Zwei Ursprünge: (a) Troy Alexander, New York, ca. 1910, kreiert für eine Dinner- Party in Weiß (Gin-Version zuerst). (b) Ein Barkeeper namens Alexander im Café de Paris, London, 1915. Harry Craddock dokumentierte den Gin Alexander (1930); die Cognac-Version entwickelte sich danach.

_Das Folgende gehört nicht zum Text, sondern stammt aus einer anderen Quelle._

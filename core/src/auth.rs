/*
    family-playlist-export | Rust CLI tool to export family playlists with Qobuz links.
    Copyright (C) 2025  The family-playlist-export contributors

    This program is free software: you can redistribute it and/or modify
    it under the terms of the GNU Affero General Public License as published
    by the Free Software Foundation, either version 3 of the License, or
    (at your option) any later version.

    This program is distributed in the hope that it will be useful,
    but WITHOUT ANY WARRANTY; without even the implied warranty of
    MERCHANTABILITY or FITNESS FOR A PARTICULAR PURPOSE.  See the
    GNU Affero General Public License for more details.

    You should have received a copy of the GNU Affero General Public License
    along with this program.  If not, see <https://www.gnu.org/licenses/>.
*/

use crate::config::SpotifyConfig;
use crate::export::{ExportError, PlaylistSource};
use crate::models::{PlaylistRef, TrackEntry, TrackPage};
use crate::orchestrator::SessionFactory;
use async_trait::async_trait;
use log::debug;
use rspotify::{
    model::{Page, PlayableItem, PlaylistId, PlaylistItem},
    prelude::*,
    AuthCodeSpotify, Config, Credentials, OAuth,
};
use std::path::Path;
use thiserror::Error;

/// Scope requested for every family member. Read-only playlist access.
pub const SCOPE: &str = "playlist-read-private playlist-read-collaborative";

/// Page size used when listing the user's playlists.
const PLAYLISTS_LIMIT: u32 = 50;
/// Page size used when listing playlist items.
const TRACKS_LIMIT: u32 = 100;

#[derive(Error, Debug)]
pub enum AuthError {
    #[error("Spotify authentication failed: {0}")]
    Spotify(#[from] rspotify::ClientError),
}

/// Initializes and authenticates a Spotify client for one family member.
///
/// This function:
/// 1. Uses the credentials and redirect URI from `config`.
/// 2. Requests read access to private and collaborative playlists.
/// 3. Caches the token in `token_cache`, which must be unique per user.
///
/// If the cache holds a valid token it is reused (and refreshed when expired).
/// Otherwise the browser is opened on the consent page and the redirected URL
/// is read from stdin.
pub async fn create_session(
    config: &SpotifyConfig,
    token_cache: &Path,
) -> Result<AuthCodeSpotify, AuthError> {
    let creds = Credentials::new(&config.client_id, &config.client_secret);

    let oauth = OAuth {
        redirect_uri: config.redirect_uri.clone(),
        scopes: SCOPE.split_whitespace().map(str::to_string).collect(),
        ..Default::default()
    };

    let spotify_config = Config {
        token_cached: true,
        token_refreshing: true,
        cache_path: token_cache.to_path_buf(),
        ..Default::default()
    };

    let spotify = AuthCodeSpotify::with_config(creds, oauth, spotify_config);

    // `show_dialog` makes Spotify ask who is logging in, so a browser that is
    // already signed in as one family member does not silently reuse them.
    let url = spotify.get_authorize_url(true)?;

    debug!("Using token cache {}", token_cache.display());
    spotify.prompt_for_token(&url).await?;

    Ok(spotify)
}

/// An authenticated Spotify client bound to one user.
pub struct SpotifySession {
    spotify: AuthCodeSpotify,
}

impl SpotifySession {
    pub fn new(spotify: AuthCodeSpotify) -> Self {
        Self { spotify }
    }
}

fn to_track_entry(item: PlaylistItem) -> Option<TrackEntry> {
    match item.track {
        Some(PlayableItem::Track(track)) => Some(TrackEntry {
            name: track.name,
            artists: track.artists.into_iter().map(|a| a.name).collect(),
            album: track.album.name,
        }),
        // Removed tracks come back as null; episodes have no artist or album.
        _ => None,
    }
}

/// Converts a page of playlist items, turning Spotify's `next` URL into the
/// offset of the following page.
fn to_track_page(page: Page<PlaylistItem>) -> TrackPage {
    let next = page.next.as_ref().map(|_| page.offset + page.limit);
    let items = page.items.into_iter().map(to_track_entry).collect();

    TrackPage { items, next }
}

#[async_trait]
impl PlaylistSource for SpotifySession {
    async fn display_name(&self) -> Result<String, ExportError> {
        let user = self.spotify.current_user().await?;
        Ok(user.display_name.unwrap_or_else(|| user.id.id().to_string()))
    }

    async fn playlists(&self) -> Result<Vec<PlaylistRef>, ExportError> {
        // Only the first page is read; accounts with more playlists are truncated.
        let page = self
            .spotify
            .current_user_playlists_manual(Some(PLAYLISTS_LIMIT), Some(0))
            .await?;

        Ok(page
            .items
            .into_iter()
            .map(|pl| PlaylistRef {
                id: pl.id.id().to_string(),
                name: pl.name,
            })
            .collect())
    }

    async fn playlist_tracks(
        &self,
        playlist_id: &str,
        offset: u32,
    ) -> Result<TrackPage, ExportError> {
        let id = PlaylistId::from_id(playlist_id)
            .map_err(|_| ExportError::InvalidPlaylistId(playlist_id.to_string()))?;

        let page = self
            .spotify
            .playlist_items_manual(id, None, None, Some(TRACKS_LIMIT), Some(offset))
            .await?;

        Ok(to_track_page(page))
    }
}

/// Opens one [`SpotifySession`] per token cache with shared app credentials.
pub struct SpotifySessions {
    config: SpotifyConfig,
}

impl SpotifySessions {
    pub fn new(config: SpotifyConfig) -> Self {
        Self { config }
    }
}

#[async_trait]
impl SessionFactory for SpotifySessions {
    type Session = SpotifySession;

    async fn create_session(&self, token_cache: &Path) -> Result<SpotifySession, ExportError> {
        let spotify = create_session(&self.config, token_cache).await?;
        Ok(SpotifySession::new(spotify))
    }
}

John Lennon soll laut seiner Haushälterin am Tag seines Todes (8. Dezember 1980) Brandy Alexanders getrunken haben. Jimi Hendrix mochte sie ebenfalls. Der Drink gehörte in den 1960–70ern zur Kategorie der „Ladies' Drinks" – eine heute verworfene Bezeichnung. Die Muskatnuss enthält Myristicin, das leicht psychoaktiv und aromaaktivierend wirkt.
Sahne/Milch: Kokoscreme oder Hafercreme, aber Süße/Fett neu balancieren. Brandy-Familie: gleiche Fruchtbasis/Stil wählen; Cognac ≠ Pisco ≠ Calvados.
Annäherung: alkoholfreier Brandy-Style, Apfel-/Traubenbasis, Tee und Säure; für Textur Sahne/Kokos/Hafer und ggf. Aquafaba nutzen. Hinweis: echte 0,0-Version nur mit alkoholfreien Bitters/Aperitifs.
Flach/warm: kräftiger mit hartem Eis schütteln und sofort abseihen. Schlechter Schaum: erst trocken schütteln, dann mit Eis; Ei/Aquafaba frisch und sauber dosiert. Geronnen/pappig: frische Milchprodukte, genug Kälte, Säure vorsichtig; Süße reduzieren.